“Menakar Intelektualitas Mahasiswa Karo pada Pasar Money Politic Pilkada”
Kaum
intelektual dapat diartikan sederhana sebagai sekelompok masyarakat yang
memiliki daya nalar dan pemahaman lebih baik dari masyarakat awam. Atau dengan
kata lain intelektual merupakan kaum terpelajar. Kita harus membedakan kaum
intelektual dengan kaum professional. Pertama kaum intelektual memiliki
pemikiran yang bebas, ideal, kritis dan mengacu pada kebenaran. Kaum
intelektual tidak terikat kepada kepentingan sepihak tapi selalu menguak
kebenaran. Sedang kaum professional memiliki pemikiran yang terkungkung aturan,
berdasarkan kepentingan. Kedua kaum ini bisa saja berasal dari para sarjana
yang sama pendidikannya menurut Hussein Alatas, tetapi berbeda posisinya ketika
dikategorikan antara intelektual dan professional.
Pilihan
politik merupakan ruang yang sangat mudah mengubah posisi seorang intelektual
yang kritis. Apakah politisi masih dapat dikatakan sebagai intelektual? Bisa
saja sebuah partai mengatasnamakan berdiri diatas kepentingan rakyat atau demi
kebenaran, kesejahteraan, perdamaian, atau tujuan-tujuan lain yang amat
konseptual. Demikian juga dosen, ia bisa saja memiliki pemikiran bebas, namun
aturan pegawai negeri kadang mengkerangkeng pemikiran dan aksi mereka. Oleh karena
itu, kedua kelompok ini bisa seketika berubah-ubah posisi intelektualnya.
Sebuah partai politik dapat seketika memihak rakyat untuk mendulang suara,
namun ia juga dapat membuat kebijakan demi keuntungan pihaknya. Sama halnya
pada dosen, pemikiran mereka terkadang dibatasi aturan ketika mengkritisi
penguasa atau pimpinan mereka misalnya.
Mahasiswa
merupakan kelompok yang paling baik mengisi ruang kaum intelektual. Mereka
tidak dicekoki kepentingan penguasa. Bahkan mereka termasuk mewakili kaum
kebanyakan yang sedang mengikuti sistem dan aturan para penguasa. Sangat
terkecuali ketika mereka adalah seorang anak dari penguasa itu sendiri.
Mahasiswa yang telah “dianggap” diberikan pendidikan cara nalar yang benar
seharusnya mampu menjadi intelektual. Orang tua mereka merasakan dampak setiap
kebijakan yang diambil pemerintah dan tentunya berimbas kepada mahasiswa.
Intelektual
Karo harus melakukan refleksi diri.
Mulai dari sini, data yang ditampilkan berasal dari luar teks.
fn average_fee(txs: &[PoolTransaction]) -> f64 {
    if txs.is_empty() {
        return 0.0;
    }
    txs.iter().map(|tx| tx.absolute_fee).sum::<f64>() / txs.len() as f64
}
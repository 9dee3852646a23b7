//! State Management Module
//!
//! This module defines the contracts the selector consumes (ledger, authorization source,
//! state-transition processor) and the in-memory implementations used by the binary and
//! the tests. The speculative ledger is owned by the processor; everything else borrows it.

mod cache;
mod ledger;
mod processor;

pub use cache::StateCache;
pub use ledger::{
    credit_accumulated_fees, AppliedTx, AuthorizationSource, Ledger, OptionalExt, StateProcessor,
};
pub use processor::LocalProcessor;
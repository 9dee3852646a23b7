//! Transaction Pool Module
//!
//! Prepares the pending pool transactions for selection:
//! - Atomic grouping: atomic bundles and independent per-sender bundles
//! - Atomic pre-filters: groups that failed earlier or can never be forged

mod atomic;
mod filter;

pub use atomic::{build_txs_map, relative_to_rq_offset, rq_offset_to_relative, AtomicGroups};
pub use filter::{
    filter_failed_atomic_groups, filter_invalid_atomic_groups, is_atomic_group_valid,
    FailedAtomicGroup,
};
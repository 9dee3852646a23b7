//! Transaction Scheduling Module
//!
//! Orders the pool transactions a streaming selection pass verifies:
//! - Atomic groups ranked by the average fee of their members
//! - Independent transactions ranked by fee, then sender, then nonce
//!
//! The two rankings are merged so a group is never split.

mod policies;
mod scheduler;


pub use policies::{average_fee_by_group, compare_independent};
pub use scheduler::Scheduler;
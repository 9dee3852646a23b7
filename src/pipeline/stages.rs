//! Pipeline stages
//!
//! Every stage is a task reading from a bounded queue and writing to the next one. Results
//! flow back to the caller through a shared outcome queue. A stage stops on its own when its
//! input closes, when the outcome queue is gone, or after reporting a failed atomic group.

use crate::config::SelectionConfig;
use crate::error::{CheckError, RejectReason, SelectionError};
use crate::pipeline::CapacityContext;
use crate::pool::FailedAtomicGroup;
use crate::state::{AuthorizationSource, StateProcessor};
use crate::types::{
    BatchNum, CoordinatorAccount, Idx, OnChainTransaction, PoolTransaction, RejectedTx, TxKind,
};
use crate::validation::{Destination, Validator};
use ethers::types::Bytes;
use std::collections::BTreeMap;
use std::sync::Arc;
use tokio::sync::{mpsc, oneshot, Mutex};
use tracing::debug;

/// Where a rejected transaction ends up
#[derive(Debug, Clone, Copy, PartialEq, Eq)]
pub enum RejectionClass {
    /// May be selected in a later pass or batch
    NonSelected,
    /// Can never be forged
    Unforgeable,
}

impl RejectionClass {
    pub fn of(reason: &RejectReason) -> Self {
        match reason {
            RejectReason::UnsupportedMaxBatch { .. }
            | RejectReason::ExitZeroAmount
            | RejectReason::InvalidExitTarget { .. }
            | RejectReason::InvalidToIdx { .. }
            | RejectReason::InvalidToAddress
            | RejectReason::InvalidToKey
            | RejectReason::AccountNotCreatable { .. }
            | RejectReason::AuthorizationKeyMismatch { .. }
            | RejectReason::PendingFutureCreation => RejectionClass::Unforgeable,
            _ => RejectionClass::NonSelected,
        }
    }
}

/// What a stage reports back to the caller
#[derive(Debug)]
pub enum Outcome {
    Selected(PoolTransaction),
    Rejected {
        rejected: RejectedTx,
        class: RejectionClass,
    },
    /// An account creation was synthesized and applied
    Synthesized {
        tx: OnChainTransaction,
        auth: Bytes,
    },
    FailedGroup(FailedAtomicGroup),
    Fatal(SelectionError),
}

/// Creation waiting to be applied, with the channel its result is acknowledged on
pub type CreationRequest = (OnChainTransaction, oneshot::Sender<Result<(), SelectionError>>);

/// Verified pool transaction, with the channel signalled once the applier is done with it
pub type ApplyRequest = (PoolTransaction, oneshot::Sender<()>);

/// Reports a rejection
///
/// # Returns
/// `false` when the stage must stop: the rejection failed an atomic group, or nobody is
/// listening anymore
async fn reject(outcomes: &mpsc::Sender<Outcome>, tx: PoolTransaction, reason: RejectReason) -> bool {
    if let Some(id) = tx.atomic_group_id {
        debug!(group = ?id, tx_id = ?tx.id, reason = %reason, "Atomic group failed");
        let failed = FailedAtomicGroup {
            id,
            failed_tx: tx.id,
            reason,
        };
        let _ = outcomes.send(Outcome::FailedGroup(failed)).await;
        return false;
    }

    let class = RejectionClass::of(&reason);
    debug!(tx_id = ?tx.id, reason = %reason, ?class, "Transaction rejected");
    outcomes
        .send(Outcome::Rejected {
            rejected: RejectedTx::new(tx, reason),
            class,
        })
        .await
        .is_ok()
}

pub async fn feed(txs: Vec<PoolTransaction>, out: mpsc::Sender<PoolTransaction>) {
    for tx in txs {
        if out.send(tx).await.is_err() {
            return;
        }
    }
}

/// Rejects transactions whose validity window ends before `next_batch`
pub async fn check_max_batch(
    next_batch: BatchNum,
    mut input: mpsc::Receiver<PoolTransaction>,
    out: mpsc::Sender<PoolTransaction>,
    outcomes: mpsc::Sender<Outcome>,
) {
    while let Some(tx) = input.recv().await {
        if let Some(max_valid_batch) = tx.max_valid_batch.filter(|max| *max < next_batch) {
            let reason = RejectReason::UnsupportedMaxBatch {
                max_valid_batch,
                next_batch,
            };
            if !reject(&outcomes, tx, reason).await {
                return;
            }
            continue;
        }
        if out.send(tx).await.is_err() {
            return;
        }
    }
}

/// Rejects exits that move nothing
pub async fn check_zero_exit(
    mut input: mpsc::Receiver<PoolTransaction>,
    out: mpsc::Sender<PoolTransaction>,
    outcomes: mpsc::Sender<Outcome>,
) {
    while let Some(tx) = input.recv().await {
        if tx.kind == TxKind::Exit && tx.amount.is_zero() {
            if !reject(&outcomes, tx, RejectReason::ExitZeroAmount).await {
                return;
            }
            continue;
        }
        if out.send(tx).await.is_err() {
            return;
        }
    }
}

/// Capacity, balance, nonce and destination checks
///
/// The only stage that touches the capacity counters, so the transactions it forwards are
/// counted in verification order. Before checking a sender that still has a forwarded
/// transaction in flight, or any atomic member, it waits for the pool applier to catch up.
pub struct VerifyStage<P, A: ?Sized> {
    pub processor: Arc<Mutex<P>>,
    pub auths: Arc<A>,
    pub config: SelectionConfig,
    pub coordinator: CoordinatorAccount,
    pub future: Arc<[OnChainTransaction]>,
    pub context: CapacityContext,
    pub applier: mpsc::Sender<CreationRequest>,
    /// Forwarded transactions not yet acknowledged by the pool applier, by sender
    pub in_flight: Vec<(Idx, oneshot::Receiver<()>)>,
}

impl<P, A> VerifyStage<P, A>
where
    P: StateProcessor + Send,
    A: AuthorizationSource + Send + Sync + ?Sized,
{
    /// Runs until the input closes, then hands the final counters to `done`
    pub async fn run(
        mut self,
        mut input: mpsc::Receiver<PoolTransaction>,
        out: mpsc::Sender<ApplyRequest>,
        outcomes: mpsc::Sender<Outcome>,
        done: oneshot::Sender<CapacityContext>,
    ) {
        while let Some(tx) = input.recv().await {
            match self.verify(&tx, &outcomes).await {
                Ok(()) => {
                    self.context.l2 += 1;
                    let from = tx.from_idx;
                    let (ack_tx, ack_rx) = oneshot::channel();
                    if out.send((tx, ack_tx)).await.is_err() {
                        return;
                    }
                    self.in_flight.push((from, ack_rx));
                }
                Err(CheckError::Reject(reason)) => {
                    if !reject(&outcomes, tx, reason).await {
                        return;
                    }
                }
                Err(CheckError::Fatal(err)) => {
                    let _ = outcomes.send(Outcome::Fatal(err)).await;
                    return;
                }
            }
        }
        let _ = done.send(self.context);
    }

    async fn verify(
        &mut self,
        tx: &PoolTransaction,
        outcomes: &mpsc::Sender<Outcome>,
    ) -> Result<(), CheckError> {
        // Step 1: Room for one more pool transaction
        if !self.context.can_add_pool_tx(&self.config) {
            return Err(RejectReason::CapacityExceeded.into());
        }

        // Balance and nonce must reflect what was already forwarded
        if tx.is_atomic() || self.in_flight.iter().any(|(from, _)| *from == tx.from_idx) {
            self.settle().await?;
        }

        // Step 2: Sender balance and nonce, fee account lookup
        let fee_idx = {
            let processor = self.processor.lock().await;
            let validator = Validator::new(processor.ledger());
            validator.check_balance_and_nonce(tx)?;
            validator.fee_account(&self.coordinator, tx.token_id)?
        };

        // Step 3: Fee-collecting account, created on first use
        if fee_idx.is_none() {
            if !self.context.can_add_creation(&self.config) {
                return Err(RejectReason::NoRoomForCreation.into());
            }
            let mut creation = OnChainTransaction::create_account(
                self.coordinator.address,
                self.coordinator.public_key,
                tx.token_id,
            );
            creation.position = self.context.reserve_l1();
            let auth = self.coordinator.creation_auth.clone();
            self.synthesize(creation, auth, outcomes).await?;
        }

        // Step 4: Destination, possibly creating it
        let destination = {
            let processor = self.processor.lock().await;
            Validator::new(processor.ledger()).resolve_destination(
                tx,
                self.auths.as_ref(),
                &self.future,
            )?
        };
        if let Destination::Create { tx: mut creation, auth } = destination {
            if !self.context.can_add_creation(&self.config) {
                return Err(RejectReason::NoRoomForCreation.into());
            }
            creation.position = self.context.reserve_l1();
            self.synthesize(creation, auth, outcomes).await?;
        }

        Ok(())
    }

    /// Waits until the pool applier has handled every forwarded transaction
    async fn settle(&mut self) -> Result<(), SelectionError> {
        for (_, ack) in self.in_flight.drain(..) {
            ack.await.map_err(|_| SelectionError::PipelineClosed)?;
        }
        Ok(())
    }

    /// Hands a creation to the on-chain applier and waits until it is applied
    async fn synthesize(
        &self,
        tx: OnChainTransaction,
        auth: Bytes,
        outcomes: &mpsc::Sender<Outcome>,
    ) -> Result<(), CheckError> {
        let (ack_tx, ack_rx) = oneshot::channel();
        self.applier
            .send((tx.clone(), ack_tx))
            .await
            .map_err(|_| SelectionError::PipelineClosed)?;
        ack_rx.await.map_err(|_| SelectionError::PipelineClosed)??;

        debug!(
            address = ?tx.from_address,
            token_id = tx.token_id,
            position = tx.position,
            "New on-chain account creation"
        );
        outcomes
            .send(Outcome::Synthesized { tx, auth })
            .await
            .map_err(|_| SelectionError::PipelineClosed)?;
        Ok(())
    }
}

/// Applies synthesized creations in arrival order and acknowledges each
pub async fn apply_on_chain<P: StateProcessor + Send>(
    processor: Arc<Mutex<P>>,
    mut input: mpsc::Receiver<CreationRequest>,
) {
    while let Some((tx, ack)) = input.recv().await {
        let result = processor
            .lock()
            .await
            .apply_on_chain(&tx)
            .map(|_| ())
            .map_err(SelectionError::from);
        let _ = ack.send(result);
    }
}

/// Applies verified pool transactions through the processor
pub async fn apply_pool<P: StateProcessor + Send>(
    processor: Arc<Mutex<P>>,
    coordinator: CoordinatorAccount,
    mut input: mpsc::Receiver<ApplyRequest>,
    outcomes: mpsc::Sender<Outcome>,
) {
    while let Some((tx, ack)) = input.recv().await {
        let result = {
            let mut processor = processor.lock().await;
            apply_one(&mut *processor, &coordinator, &tx)
        };
        let _ = ack.send(());

        match result {
            Ok(()) => {
                if outcomes.send(Outcome::Selected(tx)).await.is_err() {
                    return;
                }
            }
            Err(CheckError::Reject(reason)) => {
                if !reject(&outcomes, tx, reason).await {
                    return;
                }
            }
            Err(CheckError::Fatal(err)) => {
                let _ = outcomes.send(Outcome::Fatal(err)).await;
                return;
            }
        }
    }
}

fn apply_one<P: StateProcessor>(
    processor: &mut P,
    coordinator: &CoordinatorAccount,
    tx: &PoolTransaction,
) -> Result<(), CheckError> {
    let fee_idx = Validator::new(processor.ledger())
        .fee_account(coordinator, tx.token_id)?
        .ok_or(SelectionError::UnknownFeeAccount(tx.token_id))?;

    processor.apply_pool(&BTreeMap::from([(tx.token_id, fee_idx)]), tx)?;
    Ok(())
}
Para mahasiswa Karo juga para sarjana harus
bertangung jawab untuk meluruskan kebenaran. Dalam hal ini adalah bagian
kebijakan juga politik. Begitu banyaknya para mahasiswa Karo dan para sarjana
Karo namun gaung mereka tidak begitu kedengaran apalagi kelihatan.
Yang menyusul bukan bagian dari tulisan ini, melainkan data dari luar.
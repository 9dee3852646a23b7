//! Collaborator contracts
//!
//! The selector never owns the authenticated account tree. It reads and writes it through
//! [`Ledger`], looks up creation permissions through [`AuthorizationSource`], and applies
//! transactions through a [`StateProcessor`] that owns the speculative ledger.

use crate::error::{AuthError, LedgerError, ProcessorError};
use crate::types::{
    Account, CreationAuthorization, Idx, OnChainTransaction, PoolTransaction, PublicKey, TokenId,
};
use ethers::types::{Address, H256, U256};
use std::collections::BTreeMap;
use tracing::debug;

/// Account storage the selector validates against
pub trait Ledger {
    fn get_account(&self, idx: Idx) -> Result<Account, LedgerError>;

    /// Writes `account` at `idx` and returns the new leaf hash
    fn update_account(&mut self, idx: Idx, account: Account) -> Result<H256, LedgerError>;

    fn find_idx_by_address_and_key(
        &self,
        address: Address,
        key: PublicKey,
        token_id: TokenId,
    ) -> Result<Idx, LedgerError>;

    fn find_idx_by_address(&self, address: Address, token_id: TokenId) -> Result<Idx, LedgerError>;
}

/// Store of signed account-creation permissions
pub trait AuthorizationSource {
    fn get_creation_authorization(
        &self,
        address: Address,
    ) -> Result<CreationAuthorization, AuthError>;
}

/// Effect of applying one transaction through the [`StateProcessor`]
#[derive(Debug, Clone, PartialEq)]
pub struct AppliedTx {
    /// Index of the origin account (the created account for creations)
    pub idx: Idx,
    pub account: Account,
    /// Whether the origin account was created by this transaction
    pub created: bool,
    /// Destination account after the transaction, when it has one
    pub receiver: Option<(Idx, Account)>,
}

/// Authenticated state-transition function over the speculative ledger
pub trait StateProcessor {
    type Ledger: Ledger;

    fn ledger(&self) -> &Self::Ledger;

    fn ledger_mut(&mut self) -> &mut Self::Ledger;

    /// Fees accumulated per fee-collecting account since the last take
    fn accumulated_fees(&self) -> &BTreeMap<Idx, U256>;

    /// Returns the fee accumulator and resets it
    fn take_accumulated_fees(&mut self) -> BTreeMap<Idx, U256>;

    fn apply_on_chain(&mut self, tx: &OnChainTransaction) -> Result<AppliedTx, ProcessorError>;

    /// Applies a pool transaction, accumulating its fee for the account `fee_accounts`
    /// maps its token to
    fn apply_pool(
        &mut self,
        fee_accounts: &BTreeMap<TokenId, Idx>,
        tx: &PoolTransaction,
    ) -> Result<AppliedTx, ProcessorError>;

    /// Rolls the speculative ledger back to the start of the selection
    fn revert(&mut self) -> Result<(), ProcessorError>;
}

/// Turns a "not found" into `None` and keeps genuine failures as errors
pub trait OptionalExt<T, E> {
    fn optional(self) -> Result<Option<T>, E>;
}

impl<T> OptionalExt<T, LedgerError> for Result<T, LedgerError> {
    fn optional(self) -> Result<Option<T>, LedgerError> {
        match self {
            Ok(value) => Ok(Some(value)),
            Err(LedgerError::NotFound) => Ok(None),
            Err(err) => Err(err),
        }
    }
}

impl<T> OptionalExt<T, AuthError> for Result<T, AuthError> {
    fn optional(self) -> Result<Option<T>, AuthError> {
        match self {
            Ok(value) => Ok(Some(value)),
            Err(AuthError::NotFound) => Ok(None),
            Err(err) => Err(err),
        }
    }
}

/// Credits every fee-collecting account with what the processor accumulated for it
///
/// # Returns
/// The accumulated amounts that were credited, keyed by account index
pub fn credit_accumulated_fees<P: StateProcessor>(
    processor: &mut P,
) -> Result<BTreeMap<Idx, U256>, LedgerError> {
    let fees = processor.take_accumulated_fees();
    let ledger = processor.ledger_mut();

    for (idx, amount) in &fees {
        let mut account = ledger.get_account(*idx)?;
        account.balance = account.balance.saturating_add(*amount);
        ledger.update_account(*idx, account)?;
        debug!(idx = *idx, amount = %amount, "Credited accumulated fee");
    }

    Ok(fees)
}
Pertanyaannya adalah apakah mereka paham tanggung jawab moral intelektual
mereka? Apakah mereka telah memiliki kepentingan politis? Apakah mereka sudah
begitu apatis terhadap kebijakan publik dan aktivitas politik?
Dari
seluruh mahasiswa dan para sarjana Karo mungkin hanya beberapa yang masuk
kategori intelektual. Dari segelintir ini seharusnya begitu gigih untuk
memperjuangkan kebenaran, justru yang terjadi adalah pembiaran politik.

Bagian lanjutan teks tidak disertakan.